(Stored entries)
┄┄┄┄┄┄┄┄┄┄

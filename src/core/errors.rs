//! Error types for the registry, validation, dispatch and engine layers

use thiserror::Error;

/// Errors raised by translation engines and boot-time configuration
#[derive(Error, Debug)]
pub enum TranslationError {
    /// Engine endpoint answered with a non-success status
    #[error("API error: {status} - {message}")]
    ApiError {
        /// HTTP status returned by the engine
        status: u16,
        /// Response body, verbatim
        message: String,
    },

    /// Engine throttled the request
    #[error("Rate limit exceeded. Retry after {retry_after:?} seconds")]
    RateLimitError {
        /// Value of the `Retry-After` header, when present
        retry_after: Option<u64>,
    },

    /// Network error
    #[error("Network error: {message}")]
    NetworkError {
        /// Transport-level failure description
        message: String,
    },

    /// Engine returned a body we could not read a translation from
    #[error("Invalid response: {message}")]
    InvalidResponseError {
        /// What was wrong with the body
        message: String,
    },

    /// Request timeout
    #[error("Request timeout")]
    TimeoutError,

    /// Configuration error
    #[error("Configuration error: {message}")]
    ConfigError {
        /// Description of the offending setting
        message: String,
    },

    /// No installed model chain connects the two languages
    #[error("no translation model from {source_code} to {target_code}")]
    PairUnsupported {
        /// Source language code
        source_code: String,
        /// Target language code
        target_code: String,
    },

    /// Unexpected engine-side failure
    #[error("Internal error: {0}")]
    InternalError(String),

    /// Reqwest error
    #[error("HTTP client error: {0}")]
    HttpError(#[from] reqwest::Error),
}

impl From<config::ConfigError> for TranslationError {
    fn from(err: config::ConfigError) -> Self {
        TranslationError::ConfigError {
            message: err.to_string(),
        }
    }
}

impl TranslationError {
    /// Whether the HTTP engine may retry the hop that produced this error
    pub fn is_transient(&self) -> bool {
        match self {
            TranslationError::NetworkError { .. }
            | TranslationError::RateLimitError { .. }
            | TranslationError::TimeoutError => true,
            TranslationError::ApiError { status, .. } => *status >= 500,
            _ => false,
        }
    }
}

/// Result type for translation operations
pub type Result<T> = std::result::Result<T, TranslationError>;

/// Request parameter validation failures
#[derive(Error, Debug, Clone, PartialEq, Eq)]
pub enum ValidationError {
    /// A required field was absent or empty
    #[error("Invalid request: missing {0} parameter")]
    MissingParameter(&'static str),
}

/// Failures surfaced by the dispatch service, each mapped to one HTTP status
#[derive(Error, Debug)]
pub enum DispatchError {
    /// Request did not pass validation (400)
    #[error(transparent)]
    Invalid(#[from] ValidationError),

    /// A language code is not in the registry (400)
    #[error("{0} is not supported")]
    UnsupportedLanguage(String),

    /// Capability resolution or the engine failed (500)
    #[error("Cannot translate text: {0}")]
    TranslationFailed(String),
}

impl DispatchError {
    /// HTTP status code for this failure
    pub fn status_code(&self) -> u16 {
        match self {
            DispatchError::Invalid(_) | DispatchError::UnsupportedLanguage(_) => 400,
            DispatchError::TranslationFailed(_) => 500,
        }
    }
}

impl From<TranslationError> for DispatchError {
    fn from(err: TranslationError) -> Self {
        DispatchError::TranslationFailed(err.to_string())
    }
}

┄┄┄┄┄┄┄┄┄┄

= Problem requirements =
Output every record verbatim.

= Answer area =
filename src/core/errors.rs
//! Error types for the registry, validation, dispatch and engine layers

use thiserror::Error;

/// Errors raised by translation engines and boot-time configuration
#[derive(Error, Debug)]
pub enum TranslationError {
    /// Engine endpoint answered with a non-success status
    #[error("API error: {status} - {message}")]
    ApiError {
        /// HTTP status returned by the engine
        status: u16,
        /// Response body, verbatim
        message: String,
    },

    /// Engine throttled the request
    #[error("Rate limit exceeded. Retry after {retry_after:?} seconds")]
    RateLimitError {
        /// Value of the `Retry-After` header, when present
        retry_after: Option<u64>,
    },

    /// Network error
    #[error("Network error: {message}")]
    NetworkError {
        /// Transport-level failure description
        message: String,
    },

    /// Engine returned a body we could not read a translation from
    #[error("Invalid response: {message}")]
    InvalidResponseError {
        /// What was wrong with the body
        message: String,
    },

    /// Request timeout
    #[error("Request timeout")]
    TimeoutError,

    /// Configuration error
    #[error("Configuration error: {message}")]
    ConfigError {
        /// Description of the offending setting
        message: String,
    },

    /// No installed model chain connects the two languages
    #[error("no translation model from {source_code} to {target_code}")]
    PairUnsupported {
        /// Source language code
        source_code: String,
        /// Target language code
        target_code: String,
    },

    /// Unexpected engine-side failure
    #[error("Internal error: {0}")]
    InternalError(String),

    /// Reqwest error
    #[error("HTTP client error: {0}")]
    HttpError(#[from] reqwest::Error),
}

impl From<config::ConfigError> for TranslationError {
    fn from(err: config::ConfigError) -> Self {
        TranslationError::ConfigError {
            message: err.to_string(),
        }
    }
}

impl TranslationError {
    /// Whether the HTTP engine may retry the hop that produced this error
    pub fn is_transient(&self) -> bool {
        match self {
            TranslationError::NetworkError { .. }
            | TranslationError::RateLimitError { .. }
            | TranslationError::TimeoutError => true,
            TranslationError::ApiError { status, .. } => *status >= 500,
            _ => false,
        }
    }
}

/// Result type for translation operations
pub type Result<T> = std::result::Result<T, TranslationError>;

/// Request parameter validation failures
#[derive(Error, Debug, Clone, PartialEq, Eq)]
pub enum ValidationError {
    /// A required field was absent or empty
    #[error("Invalid request: missing {0} parameter")]
    MissingParameter(&'static str),
}

/// Failures surfaced by the dispatch service, each mapped to one HTTP status
#[derive(Error, Debug)]
pub enum DispatchError {
    /// Request did not pass validation (400)
    #[error(transparent)]
    Invalid(#[from] ValidationError),

    /// A language code is not in the registry (400)
    #[error("{0} is not supported")]
    UnsupportedLanguage(String),

    /// Capability resolution or the engine failed (500)
    #[error("Cannot translate text: {0}")]
    TranslationFailed(String),
}

impl DispatchError {
    /// HTTP status code for this failure
    pub fn status_code(&self) -> u16 {
        match self {
            DispatchError::Invalid(_) | DispatchError::UnsupportedLanguage(_) => 400,
            DispatchError::TranslationFailed(_) => 500,
        }
    }
}

impl From<TranslationError> for DispatchError {
    fn from(err: TranslationError) -> Self {
        DispatchError::TranslationFailed(err.to_string())
    }
}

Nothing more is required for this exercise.